New graduates discover that in many cases, a degree is no longer the guarantee of employability that it once was, and that discipline-related credentials and skills alone are no longer enough.

In November 2017, the ABC reported that “only 71% of graduates secure a job straight out of uni, and 15% are still unemployed four years after graduating”.

As Innes Willox, chief executive of Australian Industry Group (Ai Group) recently told the Sydney Morning Herald, “Employers care more about whether a graduate can knuckle down at work, fit with a culture, than which university a student attended or what marks they achieved”.

Ask employers about the skills they need, and you’ll often hear about a marked absence of well-developed soft skills.

Sometimes called real skills or human skills, soft skills are a blend of skills that include creativity, collaboration and emotional intelligence. They are the human skills that help us to work and create together.

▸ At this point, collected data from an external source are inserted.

//! Bounded in-memory cache store.
//!
//! Entries expire after their TTL. When the store is full, expired entries
//! are purged first and then the oldest insertion is evicted. Rewriting a
//! key counts as a fresh insertion. A TTL too large to represent as a
//! deadline never expires.

use crate::traits::{CacheStats, CacheStore};
use async_trait::async_trait;
use joystick_core::{CacheKey, JoystickResult, MAX_ITEMS_IN_CACHE};
use serde_json::Value;
use std::collections::{HashMap, VecDeque};
use std::time::Duration;
use tokio::sync::Mutex;
use tokio::time::Instant;
use tracing::debug;

/// Configuration for the in-memory store.
#[derive(Debug, Clone)]
pub struct MemoryCacheConfig {
    /// Maximum number of live entries.
    pub max_entries: usize,
}

impl Default for MemoryCacheConfig {
    fn default() -> Self {
        Self {
            max_entries: MAX_ITEMS_IN_CACHE,
        }
    }
}

impl MemoryCacheConfig {
    pub fn new() -> Self {
        Self::default()
    }

    /// Set the max entries.
    pub fn with_max_entries(mut self, max: usize) -> Self {
        self.max_entries = max;
        self
    }
}

#[derive(Debug)]
struct Entry {
    value: Value,
    expires_at: Option<Instant>,
}

impl Entry {
    fn is_expired(&self, now: Instant) -> bool {
        self.expires_at.map_or(false, |deadline| deadline <= now)
    }
}

#[derive(Debug, Default)]
struct Inner {
    entries: HashMap<CacheKey, Entry>,
    /// Insertion order, oldest first. Always holds exactly the keys of `entries`.
    order: VecDeque<CacheKey>,
    hits: u64,
    misses: u64,
    evictions: u64,
}

impl Inner {
    fn remove(&mut self, key: &CacheKey) -> Option<Entry> {
        let entry = self.entries.remove(key)?;
        if let Some(pos) = self.order.iter().position(|k| k == key) {
            self.order.remove(pos);
        }
        Some(entry)
    }

    fn purge_expired(&mut self, now: Instant) {
        let expired: Vec<CacheKey> = self
            .entries
            .iter()
            .filter(|(_, entry)| entry.is_expired(now))
            .map(|(key, _)| key.clone())
            .collect();
        for key in expired {
            self.remove(&key);
        }
    }

    fn make_room(&mut self, max_entries: usize, now: Instant) {
        if self.entries.len() < max_entries {
            return;
        }
        self.purge_expired(now);
        while self.entries.len() >= max_entries {
            let Some(oldest) = self.order.pop_front() else {
                break;
            };
            self.entries.remove(&oldest);
            self.evictions += 1;
            debug!(key = %oldest, "evicted oldest cache entry");
        }
    }
}

/// In-process [`CacheStore`] used when no other store is supplied.
#[derive(Debug)]
pub struct MemoryCacheStore {
    config: MemoryCacheConfig,
    inner: Mutex<Inner>,
}

impl Default for MemoryCacheStore {
    fn default() -> Self {
        Self::new(MemoryCacheConfig::default())
    }
}

impl MemoryCacheStore {
    pub fn new(config: MemoryCacheConfig) -> Self {
        Self {
            config,
            inner: Mutex::new(Inner::default()),
        }
    }

    pub fn config(&self) -> &MemoryCacheConfig {
        &self.config
    }

    /// Number of entries currently held, expired ones not yet purged included.
    pub async fn len(&self) -> usize {
        self.inner.lock().await.entries.len()
    }

    pub async fn is_empty(&self) -> bool {
        self.len().await == 0
    }
}

#[async_trait]
impl CacheStore for MemoryCacheStore {
    async fn get(&self, key: &CacheKey) -> JoystickResult<Option<Value>> {
        let mut inner = self.inner.lock().await;
        let now = Instant::now();

        let expired = inner
            .entries
            .get(key)
            .map_or(false, |entry| entry.is_expired(now));
        if expired {
            inner.remove(key);
            debug!(key = %key, "cache entry expired");
        }

        let live = inner.entries.get(key).map(|entry| entry.value.clone());

        if live.is_some() {
            inner.hits += 1;
        } else {
            inner.misses += 1;
        }
        Ok(live)
    }

    async fn set(&self, key: &CacheKey, value: Value, ttl: Duration) -> JoystickResult<()> {
        let mut inner = self.inner.lock().await;
        inner.remove(key);

        if ttl.is_zero() || self.config.max_entries == 0 {
            return Ok(());
        }

        let now = Instant::now();
        inner.make_room(self.config.max_entries, now);
        inner.entries.insert(
            key.clone(),
            Entry {
                value,
                expires_at: now.checked_add(ttl),
            },
        );
        inner.order.push_back(key.clone());
        Ok(())
    }

    async fn clear(&self) -> JoystickResult<bool> {
        let mut inner = self.inner.lock().await;
        let dropped = inner.entries.len();
        inner.entries.clear();
        inner.order.clear();
        debug!(dropped, "cleared in-memory cache");
        Ok(true)
    }

    async fn stats(&self) -> JoystickResult<CacheStats> {
        let inner = self.inner.lock().await;
        Ok(CacheStats {
            hits: inner.hits,
            misses: inner.misses,
            entry_count: inner.entries.len() as u64,
            evictions: inner.evictions,
        })
    }
}
//! Joystick Core - configuration, cache identity, validation, errors
//!
//! Pure data and deterministic logic shared by the cache and client crates.
//! Nothing in here performs I/O apart from reading settings files.

pub mod cache_key;
pub mod config;
pub mod envelope;
pub mod error;
pub mod options;
pub mod settings;
pub mod update;
pub mod validate;

pub use cache_key::{CacheKey, CacheKeyBuilder};
pub use config::{
    ClientConfig, ClientConfigBuilder, Endpoints, Params, SemVer, DEFAULT_CACHE_EXPIRATION_SECONDS,
    DEFAULT_COMBINE_URL, DEFAULT_CONFIG_URL, MAX_ITEMS_IN_CACHE,
};
pub use envelope::{CombineResponse, ContentEntry, ContentEnvelope};
pub use error::{
    ApiError, CacheError, ConfigError, JoystickError, JoystickResult, TransportError,
    ValidationError, Violation,
};
pub use options::{ContentOptions, ResolvedOptions};
pub use settings::ClientSettings;
pub use update::{ContentUpdate, ContentUpdateBody};
pub use validate::{ensure_json_encodable, Violations, MAX_DESCRIPTION_CHARS};
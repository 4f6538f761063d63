//! Error types for Joystick client operations

use std::fmt;
use thiserror::Error;

/// A single rule violated by caller input.
#[derive(Debug, Clone, PartialEq, Eq)]
pub struct Violation {
    pub field: String,
    pub reason: String,
}

impl Violation {
    pub fn new(field: impl Into<String>, reason: impl Into<String>) -> Self {
        Self {
            field: field.into(),
            reason: reason.into(),
        }
    }
}

impl fmt::Display for Violation {
    fn fmt(&self, f: &mut fmt::Formatter<'_>) -> fmt::Result {
        write!(f, "{}: {}", self.field, self.reason)
    }
}

fn join_violations(violations: &[Violation]) -> String {
    violations
        .iter()
        .map(|v| v.to_string())
        .collect::<Vec<_>>()
        .join("; ")
}

fn list_failures(errors: &[String]) -> String {
    let mut message =
        String::from("The following errors found when calling Multiple Content API:");
    for error in errors {
        message.push_str("\n-  ");
        message.push_str(error);
    }
    message
}

/// Malformed caller input. Always raised before any network call.
#[derive(Debug, Clone, Error, PartialEq, Eq)]
pub enum ValidationError {
    #[error("Required field missing: {field}")]
    RequiredFieldMissing { field: String },

    #[error("{} rule(s) violated: {}", .violations.len(), join_violations(.violations))]
    Rejected { violations: Vec<Violation> },

    #[error("{field} can not be encoded to JSON: {reason}")]
    NotJsonEncodable { field: String, reason: String },
}

impl ValidationError {
    /// Every violated rule carried by this error.
    pub fn violations(&self) -> Vec<Violation> {
        match self {
            ValidationError::RequiredFieldMissing { field } => {
                vec![Violation::new(field.clone(), "is required")]
            }
            ValidationError::Rejected { violations } => violations.clone(),
            ValidationError::NotJsonEncodable { field, reason } => {
                vec![Violation::new(field.clone(), reason.clone())]
            }
        }
    }
}

/// Configuration errors, raised at set time.
#[derive(Debug, Clone, Error, PartialEq, Eq)]
pub enum ConfigError {
    #[error("Missing required configuration field: {field}")]
    MissingRequired { field: String },

    #[error("Invalid value for {field}: {value} - {reason}")]
    InvalidValue {
        field: String,
        value: String,
        reason: String,
    },

    #[error("Failed to read settings file {path}: {reason}")]
    Io { path: String, reason: String },

    #[error("Failed to parse settings: {reason}")]
    Parse { reason: String },
}

/// Errors reported by, or about, the remote content service.
#[derive(Debug, Clone, Error, PartialEq, Eq)]
pub enum ApiError {
    /// HTTP 4xx.
    #[error("Joystick returned status code {status} (body: {body})")]
    BadRequest { status: u16, body: String },

    /// HTTP 5xx.
    #[error("Joystick returned status code {status} (body: {body})")]
    ServerError { status: u16, body: String },

    /// Any other non-200 status.
    #[error("Joystick returned status code {status} (body: {body})")]
    UnknownStatus { status: u16, body: String },

    /// 200 with a body that does not decode into the expected shape.
    #[error("Incorrect JSON was returned from Joystick API: {reason}")]
    MalformedResponse { reason: String },

    /// One or more requested ids came back as an error string.
    #[error("{}", list_failures(.errors))]
    PartialContent { errors: Vec<String> },

    /// A requested id is absent from an otherwise successful response.
    #[error("Content {content_id} is missing from the response")]
    MissingContent { content_id: String },
}

impl ApiError {
    /// Map a non-200 status to its error kind.
    pub fn from_status(status: u16, body: impl Into<String>) -> Self {
        let body = body.into();
        match status {
            400..=499 => ApiError::BadRequest { status, body },
            s if s >= 500 => ApiError::ServerError { status, body },
            _ => ApiError::UnknownStatus { status, body },
        }
    }

    /// Status code for the HTTP-status kinds.
    pub fn status(&self) -> Option<u16> {
        match self {
            ApiError::BadRequest { status, .. }
            | ApiError::ServerError { status, .. }
            | ApiError::UnknownStatus { status, .. } => Some(*status),
            _ => None,
        }
    }
}

/// Cache store failures.
#[derive(Debug, Clone, Error, PartialEq, Eq)]
pub enum CacheError {
    #[error("Cache key derivation failed: {reason}")]
    KeyDerivation { reason: String },

    #[error("Cache store operation failed: {reason}")]
    Store { reason: String },
}

/// Boxed error produced by an HTTP sender.
pub type TransportError = Box<dyn std::error::Error + Send + Sync + 'static>;

/// Master error type for all Joystick client errors.
#[derive(Debug, Error)]
pub enum JoystickError {
    #[error("Validation error: {0}")]
    Validation(#[from] ValidationError),

    #[error("Config error: {0}")]
    Config(#[from] ConfigError),

    #[error("API error: {0}")]
    Api(#[from] ApiError),

    #[error("Cache error: {0}")]
    Cache(#[from] CacheError),

    /// Network-level failure from the HTTP sender, passed through as-is.
    #[error(transparent)]
    Transport(TransportError),
}

impl JoystickError {
    pub fn transport(err: impl Into<TransportError>) -> Self {
        JoystickError::Transport(err.into())
    }

    pub fn is_validation(&self) -> bool {
        matches!(self, JoystickError::Validation(_))
    }

    pub fn as_api(&self) -> Option<&ApiError> {
        match self {
            JoystickError::Api(err) => Some(err),
            _ => None,
        }
    }
}

/// Result type alias for Joystick client operations.
pub type JoystickResult<T> = Result<T, JoystickError>;

// =============================================================================
// TESTS
// =============================================================================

While soft skills might sound relatively common, employers see their absence is a real issue.

The catch is that many graduates aren’t well equipped with these skills. According to Hay Group, “80 per cent of business leaders and HR directors struggle to find graduates with the soft skills they need” – a viewpoint supported by Willox; “graduates' self-management skills, initiative and problem-solving skills and teamwork skills top the list of employer concerns”.

It’s a global problem. In the UK, the findings of a parliamentary report about the absence of soft skills in the workforce prompted the Backing Soft Skills movement to lift awareness of the economic value of soft skills. This report found that “97% of UK employers believe soft skills are important to their current business success, and over 50% say skills like communication and teamwork are more important than traditional academic results”. The same report also stated that “by 2020, more than 535,000 UK workers will be significantly held back by a lack of soft skills – an issue forecast to affect all sectors.”

And the pressure is on closer to home. Deloitte Access Economics forecasts that soft skill-intensive occupations will account for two-thirds of all jobs by 2030.

But it’s not the graduate’s fault.

In prior years, graduates had time to develop their soft skills in the workplace. Many professions also had entry levels that allowed graduates to use their hard skills while learning the social and cultural ropes. Those days are gone.

The progressive automation of many of those entry-level tasks along with the need for businesses of all sizes to be agile means that staff will need to arrive equipped with the skills necessary to adapt quickly. For graduates, this means entering the workplace equipped with the skills necessary to adapt, connect and collaborate.

No one has time

Universities and TAFES, under increasing pressure to compress more and more content into the curriculum, must remain focused on hard skills. Employers, under pressure to adapt quickly, do not have time to provide informal, on-the-job soft skills training.

The result is that graduates get caught in the middle.

So how do graduates develop their soft skills

The first step is for the employers to realise that the role of developing soft skills has tangible commercial benefits, and there is an upside for those businesses or individuals who choose to undertake soft skills training.

According to a 2017 Forbes Magazine article, “soft skills training, like communication and problem-solving, boosts productivity and retention 12 percent and delivers a 250 percent return on investment”.

The second is to acknowledge that graduates, eager to put their new qualifications into action (and to pay off their HECS debts) don’t have the time or resources at the end of a degree to go back to uni or engage in long-term study to develop their soft skills.

For this reason, we favour short, practical courses (1 and 2 days) that use real world examples instead of theory so that our participants can get back to work quickly and put what they learn into immediate action.